Our automated wing analysis system, WINGMACHINE, successfully fulfils its intended purpose as a means of rapidly gathering repeatable high-dimensional phenotypic data. We have shown that the system is useful for characterizing variation among Drosophilid species, and that it facilitates artificial selection experiments on complex aspects of wing shape.
Dryden and Mardia [37
] divide image analysis into "low" and "high-level" operations. Low level analysis involves local operations on small numbers of pixels, such as filters and edge detection. High level analysis involves detection and fitting of large-scale features of an image. Our use of an a priori
model of wing shape that is deformed to optimize fit to each image is a simple example of high-level analysis.
Prior to developing this approach, we devoted considerable effort to developing a feature extraction system based entirely on low level analysis. These efforts were frustrated by several features of wings. The leading edge of the wing consists of a thickened vein that exhibits high contrast, while the trailing edge of the wing does not. Second, lighting across the image is uneven. Third, small flaws in the image, such as dust or hairs, or in the wing itself, such as small nicks, are hard to automatically disentangle from wing features. All of these frustrate simple edge detection and tracing algorithms. WINGMACHINE successfully splines wings that are both damaged and dirty. Similar complications are common in most biological imaging problems. Our success in implementing high-level analysis suggests that it could be useful in a large number of image analysis applications in basic biology.
More specifically, our approach may be directly extensible to other objects that can be summarized as a framework of intersecting lines, such as leaf veins and edges, scales or feathers. The specification of a model with different vein or edge topologies than in Drosophila wings is readily accomplished. While the precise algorithms in our software are specifically tailored to Drosophila wings, our general approach might be useful to fit models of very different structures.
In comparison with the more widely used hand-digitization of wing landmarks (e.g. [12
]) the WINGMACHINE approach has the advantage of great speed, both in handling the specimens, and recovering quantitative information from them. An experienced operator spends on average about 1 minute per specimen in total. This speed comes with some disadvantages. While the repeatabilities of most landmarks are quite high, human observers can in some cases do much better. If the goal is to characterize the mean of a population (such as a family or a species), there is a simple tradeoff between speed and accuracy: if it takes x
times as long to measure an image by hand, then it will be worthwhile to do so if the measurement error of the automated system is greater than x
times the measurement error achieved by hand.

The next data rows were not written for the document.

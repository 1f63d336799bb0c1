use std::env;
use std::fmt;
use std::net::{IpAddr, SocketAddr};
use std::time::Duration;

pub const DEFAULT_SERVICE_NAME: &str = "ArdaCredit Backend Prototype";
pub const DEFAULT_AUDIT_TOPIC: &str = "credit-applications";
pub const DEFAULT_AUDIT_BROKER: &str = "localhost:9092";

/// Distinguishes runtime behavior for different stages of the service.
#[derive(Debug, Clone, Copy, PartialEq, Eq)]
pub enum AppEnvironment {
    Development,
    Test,
    Production,
}

impl AppEnvironment {
    fn from_str(value: &str) -> Self {
        match value.trim().to_ascii_lowercase().as_str() {
            "prod" | "production" => Self::Production,
            "test" | "ci" => Self::Test,
            _ => Self::Development,
        }
    }
}

/// Top-level configuration for the application.
#[derive(Debug, Clone)]
pub struct AppConfig {
    pub environment: AppEnvironment,
    pub service_name: String,
    pub server: ServerConfig,
    pub telemetry: TelemetryConfig,
    pub audit: AuditConfig,
    pub scoring: ScoringConfig,
}

impl AppConfig {
    pub fn load() -> Result<Self, ConfigError> {
        dotenvy::dotenv().ok();

        let environment = AppEnvironment::from_str(
            &env::var("APP_ENV").unwrap_or_else(|_| "development".to_string()),
        );
        let service_name =
            env::var("APP_SERVICE_NAME").unwrap_or_else(|_| DEFAULT_SERVICE_NAME.to_string());

        let host = env::var("APP_HOST").unwrap_or_else(|_| "0.0.0.0".to_string());
        let port = env::var("APP_PORT")
            .unwrap_or_else(|_| "8080".to_string())
            .parse::<u16>()
            .map_err(|_| ConfigError::InvalidPort)?;

        let log_level = env::var("APP_LOG_LEVEL").unwrap_or_else(|_| "info".to_string());

        Ok(Self {
            environment,
            service_name,
            server: ServerConfig { host, port },
            telemetry: TelemetryConfig { log_level },
            audit: AuditConfig::from_env()?,
            scoring: ScoringConfig::from_env()?,
        })
    }
}

/// Settings controlling the HTTP server binding.
#[derive(Debug, Clone)]
pub struct ServerConfig {
    pub host: String,
    pub port: u16,
}

impl ServerConfig {
    pub fn socket_addr(&self) -> Result<SocketAddr, ConfigError> {
        if self.host.eq_ignore_ascii_case("localhost") {
            return Ok(SocketAddr::new(IpAddr::from([127, 0, 0, 1]), self.port));
        }

        let ip: IpAddr = self
            .host
            .parse()
            .map_err(|source| ConfigError::InvalidHost { source })?;

        Ok(SocketAddr::new(ip, self.port))
    }
}

/// Tracing controls.
#[derive(Debug, Clone)]
pub struct TelemetryConfig {
    pub log_level: String,
}

/// Broker, topic and dispatcher sizing for the audit trail.
#[derive(Debug, Clone)]
pub struct AuditConfig {
    pub brokers: Vec<String>,
    pub topic: String,
    pub publish_timeout: Duration,
    pub queue_capacity: usize,
    pub workers: usize,
}

impl Default for AuditConfig {
    fn default() -> Self {
        Self {
            brokers: vec![DEFAULT_AUDIT_BROKER.to_string()],
            topic: DEFAULT_AUDIT_TOPIC.to_string(),
            publish_timeout: Duration::from_secs(5),
            queue_capacity: 1024,
            workers: 4,
        }
    }
}

impl AuditConfig {
    fn from_env() -> Result<Self, ConfigError> {
        let defaults = Self::default();

        let brokers = match env::var("AUDIT_BROKERS") {
            Ok(raw) => {
                let brokers: Vec<String> = raw
                    .split(',')
                    .map(str::trim)
                    .filter(|broker| !broker.is_empty())
                    .map(str::to_string)
                    .collect();
                if brokers.is_empty() {
                    return Err(ConfigError::MissingBrokers);
                }
                brokers
            }
            Err(_) => defaults.brokers,
        };

        let topic = env::var("AUDIT_TOPIC").unwrap_or(defaults.topic);
        let publish_timeout = match env::var("AUDIT_PUBLISH_TIMEOUT_SECS") {
            Ok(raw) => Duration::from_secs(parse_positive("AUDIT_PUBLISH_TIMEOUT_SECS", &raw)?),
            Err(_) => defaults.publish_timeout,
        };
        let queue_capacity = match env::var("AUDIT_QUEUE_CAPACITY") {
            Ok(raw) => parse_positive("AUDIT_QUEUE_CAPACITY", &raw)? as usize,
            Err(_) => defaults.queue_capacity,
        };
        let workers = match env::var("AUDIT_WORKERS") {
            Ok(raw) => parse_positive("AUDIT_WORKERS", &raw)? as usize,
            Err(_) => defaults.workers,
        };

        Ok(Self {
            brokers,
            topic,
            publish_timeout,
            queue_capacity,
            workers,
        })
    }
}

/// Randomness controls for the scoring engine.
#[derive(Debug, Clone, Default)]
pub struct ScoringConfig {
    pub seed: Option<u64>,
}

impl ScoringConfig {
    fn from_env() -> Result<Self, ConfigError> {
        let seed = match env::var("SCORING_SEED") {
            Ok(raw) => Some(raw.trim().parse::<u64>().map_err(|_| ConfigError::InvalidNumber {
                key: "SCORING_SEED",
                value: raw.clone(),
            })?),
            Err(_) => None,
        };
        Ok(Self { seed })
    }
}

fn parse_positive(key: &'static str, raw: &str) -> Result<u64, ConfigError> {
    match raw.trim().parse::<u64>() {
        Ok(value) if value > 0 => Ok(value),
        _ => Err(ConfigError::InvalidNumber {
            key,
            value: raw.to_string(),
        }),
    }
}

#[derive(Debug)]
pub enum ConfigError {
    InvalidPort,
    InvalidHost { source: std::net::AddrParseError },
    InvalidNumber { key: &'static str, value: String },
    MissingBrokers,
}

impl fmt::Display for ConfigError {
    fn fmt(&self, f: &mut fmt::Formatter<'_>) -> fmt::Result {
        match self {
            ConfigError::InvalidPort => write!(f, "APP_PORT must be a valid u16"),
            ConfigError::InvalidHost { .. } => {
                write!(f, "APP_HOST must parse to an IPv4 or IPv6 address")
            }
            ConfigError::InvalidNumber { key, value } => {
                write!(f, "{key} must be a positive integer (found '{value}')")
            }
            ConfigError::MissingBrokers => {
                write!(f, "AUDIT_BROKERS must list at least one host:port")
            }
        }
    }
}

impl std::error::Error for ConfigError {
    fn source(&self) -> Option<&(dyn std::error::Error + 'static)> {
        match self {
            ConfigError::InvalidHost { source } => Some(source),
            ConfigError::InvalidPort
            | ConfigError::InvalidNumber { .. }
            | ConfigError::MissingBrokers => None,
        }
    }
}

#[cfg(test)]
mod tests {
    use super::*;
    use std::env;
    use std::sync::{Mutex, OnceLock};

    fn env_guard() -> &'static Mutex<()> {
        static GUARD: OnceLock<Mutex<()>> = OnceLock::new();
        GUARD.get_or_init(|| Mutex::new(()))
    }

    fn reset_env() {
        for key in [
            "APP_ENV",
            "APP_HOST",
            "APP_PORT",
            "APP_LOG_LEVEL",
            "APP_SERVICE_NAME",
            "AUDIT_BROKERS",
            "AUDIT_TOPIC",
            "AUDIT_PUBLISH_TIMEOUT_SECS",
            "AUDIT_QUEUE_CAPACITY",
            "AUDIT_WORKERS",
            "SCORING_SEED",
        ] {
            env::remove_var(key);
        }
    }

    #[test]
    fn load_uses_defaults_when_env_missing() {
        let _lock = env_guard().lock().expect("env mutex poisoned");
        reset_env();
        let config = AppConfig::load().expect("config loads with defaults");
        assert_eq!(config.environment, AppEnvironment::Development);
        assert_eq!(config.service_name, DEFAULT_SERVICE_NAME);
        assert_eq!(config.server.host, "0.0.0.0");
        assert_eq!(config.server.port, 8080);
        assert_eq!(config.telemetry.log_level, "info");
        assert_eq!(config.audit.brokers, vec!["localhost:9092".to_string()]);
        assert_eq!(config.audit.topic, "credit-applications");
        assert_eq!(config.audit.publish_timeout, Duration::from_secs(5));
        assert!(config.scoring.seed.is_none());
    }

    #[test]
    fn accepts_localhost_host() {
        let _lock = env_guard().lock().expect("env mutex poisoned");
        reset_env();
        env::set_var("APP_HOST", "localhost");
        let config = AppConfig::load().expect("config loads");
        let addr = config.server.socket_addr().expect("localhost resolves");
        assert_eq!(addr, SocketAddr::new(IpAddr::from([127, 0, 0, 1]), 8080));
        reset_env();
    }

    #[test]
    fn audit_settings_come_from_env() {
        let _lock = env_guard().lock().expect("env mutex poisoned");
        reset_env();
        env::set_var("AUDIT_BROKERS", "kafka-1:9092, kafka-2:9092,");
        env::set_var("AUDIT_TOPIC", "credit-audit");
        env::set_var("AUDIT_WORKERS", "2");
        env::set_var("SCORING_SEED", "42");
        let config = AppConfig::load().expect("config loads");
        assert_eq!(
            config.audit.brokers,
            vec!["kafka-1:9092".to_string(), "kafka-2:9092".to_string()]
        );
        assert_eq!(config.audit.topic, "credit-audit");
        assert_eq!(config.audit.workers, 2);
        assert_eq!(config.scoring.seed, Some(42));
        reset_env();
    }

    #[test]
    fn rejects_zero_queue_capacity() {
        let _lock = env_guard().lock().expect("env mutex poisoned");
        reset_env();
        env::set_var("AUDIT_QUEUE_CAPACITY", "0");
        let err = AppConfig::load().expect_err("zero capacity rejected");
        assert!(matches!(
            err,
            ConfigError::InvalidNumber {
                key: "AUDIT_QUEUE_CAPACITY",
                ..
            }
        ));
        reset_env();
    }
}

The structure of the model chosen for fitting and the details of image processing determine the precise locations of the curves and interesections recovered. The result is that the landmarks, for example, are frequently not as a human observer would place them. For example point 11, the intersection of L2 and L3, has relatively low repeatability because it is recognized as the intersection of the curves along these veins, rather than as the sinus formed by the interior outline of the veins, as a human observer would naturally do. This feature of the model potentially creates bias if a particular feature of the wing is of primary interest.
Another limitation of the system is that it is restricted to dealing with the distal features of the wing. The attachment point of the wing to the body, and the complex arrangement of veins near that point are not included. These aspects of wing form may be important mechanically and aerodynamically.
A final disadvantage of the WINGMACHINE may fail for wings of species with highly melanized spots at vein intersections, for example the "picture-winged" Hawaiian Drosophila. Initial attempts to spline wings of D. grimshawi have such a high error rate that hand-digitization is simpler and less time-consuming. On the other hand, melanization seems to be dependent on rearing conditions, and we have had good success with lighter-winged individuals of another picture-winged species, D. gymnobasis.
Ultimately, our understanding of biological systems needs to encompass the relationships between molecular and phenotypic data. Much attention is now focused on high throughput genomic techniques such as sequencing, expression microarrays and proteomics. To take advantage of this avalanche of genetic data, comparable efforts will be needed to characterize the whole-organism phenotype, what might be called phenomics [38
]. The WINGMACHINE shows that high-throughput phenotyping is also feasible.